When PIPELINE_DEBUG=1, the agent logs each new message in the conversation (including retry messages that don't carry forward into history) and API call metadata:

echo '"hello"' | PIPELINE_DEBUG=1 agent spec.plumb

Each log line is a JSON object with "log" (level) and "event" (name) fields, distinct from both error output and thinking output. Example:

{"log":"debug","event":"message","role":"user","content":"\"hello\""}
{"log":"debug","event":"api_request","model":"claude-sonnet-4-5-20250514","max_tokens":8192,"thinking_budget":null,"message_count":1}
{"log":"debug","event":"message","role":"assistant","content":[{"type":"text","text":"{\"greeting\":\"hi\"}"}]}
{"log":"debug","event":"api_response","status":200,"content_blocks":1,"stop_reason":"end_turn","input_tokens":150,"output_tokens":42}

Retry messages are tagged with "retry":true so they can be distinguished from messages that persist in history.

The environment variable propagates through pipelines — all processes in a composed pipeline inherit it.

ZMQ transport mode

When PLUMB_ENDPOINT_INPUT is set, the agent switches from stdio to ZMQ transport. All data, control, telemetry, and tool traffic flows through dedicated ZMQ sockets instead of multiplexed stdin/stdout envelopes.

Socket summary

Name	ZMQ type	Bind/connect	Envelope format	Payload format
`data_in`	PULL	agent connects → fabric PUSH	single-frame: 4-byte big-endian topic length + topic bytes + payload bytes	v2 traced (provenance + JSON)
`data_out`	PUSH	agent binds / fabric PULL connects	same envelope format	v2 traced
`ctrl_in`	PULL	agent connects → fabric PUSH	same envelope format	v2 traced or bare JSON (receiver tolerates both)
`ctrl_out`	PUSH	agent binds / fabric PULL connects	same envelope format	bare JSON
`telemetry`	PUSH	agent binds / fabric PULL connects	same envelope format	v2 traced
`tool_req`	PUSH	agent binds / fabric PULL connects	same envelope format	bare JSON
`tool_resp`	PULL	agent connects → fabric PUSH	same envelope format	bare JSON

Data channels (data_in, data_out, telemetry) carry v2 traced payloads as defined in protocols.md § v2 wire format. Control and tool channels (ctrl_out, tool_req, tool_resp) carry bare JSON. ctrl_in accepts both formats: the receiver decodes v2 traced payloads and extracts the application JSON, but also accepts bare JSON for backward compatibility. This tolerance is necessary because inline morphisms on the ctrl_in path always emit traced payloads.

All agent sockets have ZMQ_SNDHWM = 0 (unlimited send queue). The fabric is responsible for flow control at higher levels; back-pressure within the ZMQ layer is not relied upon.

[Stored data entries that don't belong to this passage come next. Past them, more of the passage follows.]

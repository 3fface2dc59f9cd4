//! Room filters and pagination.

use std::collections::{BTreeMap, HashMap};

use chrono::{DateTime, Utc};
use serde::Deserialize;

/// On-hold filter as sent by clients: a flag or a flag-like string.
#[derive(Debug, Clone, PartialEq, Eq, Deserialize)]
#[serde(untagged)]
pub enum OnHold {
    Flag(bool),
    Text(String),
}

impl OnHold {
    /// Strings accepted as "true". Matched exactly, without case folding.
    pub const TRUTHY: [&'static str; 3] = ["t", "true", "1"];

    /// Whether the query should be limited to rooms on hold.
    pub fn is_set(&self) -> bool {
        match self {
            Self::Flag(flag) => Self::TRUTHY.contains(&flag.to_string().as_str()),
            Self::Text(text) => Self::TRUTHY.contains(&text.as_str()),
        }
    }
}

impl From<bool> for OnHold {
    fn from(value: bool) -> Self {
        Self::Flag(value)
    }
}

impl From<&str> for OnHold {
    fn from(value: &str) -> Self {
        Self::Text(value.to_string())
    }
}

/// Inclusive time range; either end may be open.
#[derive(Debug, Clone, Default, PartialEq, Eq, Deserialize)]
pub struct DateRange {
    #[serde(default)]
    pub start: Option<DateTime<Utc>>,
    #[serde(default)]
    pub end: Option<DateTime<Utc>>,
}

impl DateRange {
    pub fn between(start: DateTime<Utc>, end: DateTime<Utc>) -> Self {
        Self {
            start: Some(start),
            end: Some(end),
        }
    }
}

/// Criteria for `RoomQuery::find_rooms`. Every field is optional.
#[derive(Debug, Clone, Default, PartialEq, Deserialize)]
#[serde(rename_all = "camelCase")]
pub struct RoomFilter {
    /// Agent IDs or usernames serving the room.
    #[serde(default)]
    pub agents: Option<Vec<String>>,
    /// Substring of the room's display name.
    #[serde(default)]
    pub room_name: Option<String>,
    #[serde(default)]
    pub department_id: Option<String>,
    /// `true` for open rooms, `false` for closed ones.
    #[serde(default)]
    pub open: Option<bool>,
    #[serde(default)]
    pub created_at: Option<DateRange>,
    #[serde(default)]
    pub closed_at: Option<DateRange>,
    #[serde(default)]
    pub tags: Option<Vec<String>>,
    #[serde(default)]
    pub custom_fields: Option<HashMap<String, String>>,
    #[serde(default)]
    pub onhold: Option<OnHold>,
}

/// Sort direction of one field.
#[derive(Debug, Clone, Copy, PartialEq, Eq)]
pub enum SortDirection {
    Ascending,
    Descending,
}

impl SortDirection {
    pub fn as_i32(self) -> i32 {
        match self {
            Self::Ascending => 1,
            Self::Descending => -1,
        }
    }
}

/// Page selection for `RoomQuery::find_rooms`.
#[derive(Debug, Clone, Default, PartialEq)]
pub struct Pagination {
    pub offset: u64,
    /// Page size; `0` means no limit (subject to the configured upper bound).
    pub count: u64,
    /// Field projection, e.g. `{"fname": 1}`.
    pub fields: Option<BTreeMap<String, i32>>,
    /// Sort fields in priority order. Defaults to newest first.
    pub sort: Option<Vec<(String, SortDirection)>>,
}

impl Pagination {
    pub fn new(offset: u64, count: u64) -> Self {
        Self {
            offset,
            count,
            ..Default::default()
        }
    }

    #[must_use]
    pub fn sort_by(mut self, field: impl Into<String>, direction: SortDirection) -> Self {
        self.sort.get_or_insert_with(Vec::new).push((field.into(), direction));
        self
    }

    #[must_use]
    pub fn field(mut self, field: impl Into<String>) -> Self {
        self.fields.get_or_insert_with(BTreeMap::new).insert(field.into(), 1);
        self
    }
}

Endpoint environment variables

Variable	Socket	Required
`PLUMB_ENDPOINT_INPUT`	`data_in`	yes (triggers ZMQ mode)
`PLUMB_ENDPOINT_OUTPUT`	`data_out`	yes
`PLUMB_ENDPOINT_CTRL_IN`	`ctrl_in`	optional
`PLUMB_ENDPOINT_CTRL_OUT`	`ctrl_out`	optional
`PLUMB_ENDPOINT_TELEMETRY`	`telemetry`	optional
`PLUMB_ENDPOINT_TOOL_REQ`	`tool_req`	optional
`PLUMB_ENDPOINT_TOOL_RESP`	`tool_resp`	optional

Detection logic: if PLUMB_ENDPOINT_INPUT is present in the environment, the agent initialises a ZMQ context and opens all configured sockets. Otherwise it falls back to stdio.

Ready handshake

After connecting and binding all sockets the agent sends a ready signal on ctrl_out:

{"status":"ready"}

The fabric waits up to 30 seconds for this message before sending any data. The reaper fibre (which monitors for unexpected child exit) is started before the fabric enters its ready-wait, so a crash during socket setup is detected promptly.

ctrl_out PULL closure

The fabric creates a PULL socket to receive the agent's {"status":"ready"} handshake on ctrl_out. If this socket was synthesised by the handler (not from the routing table), it is closed immediately after the ready handshake completes. This prevents zmq_ctx_term from blocking on the open socket during shutdown.

Shutdown protocol

Fabric sends an EOF frame (empty payload) on data_in.
Agent processes any remaining queued data messages.
Agent sends an EOF frame on data_out.
Agent handles any pending control messages on ctrl_in.
Fabric sends {"stop":true} followed by an EOF frame on ctrl_in.
Agent sends EOF frames on ctrl_out, telemetry, tool_req.
Agent closes all sockets, destroys the ZMQ context, and exits.
Fabric detects EOF on its PULL sockets and reaps the child process.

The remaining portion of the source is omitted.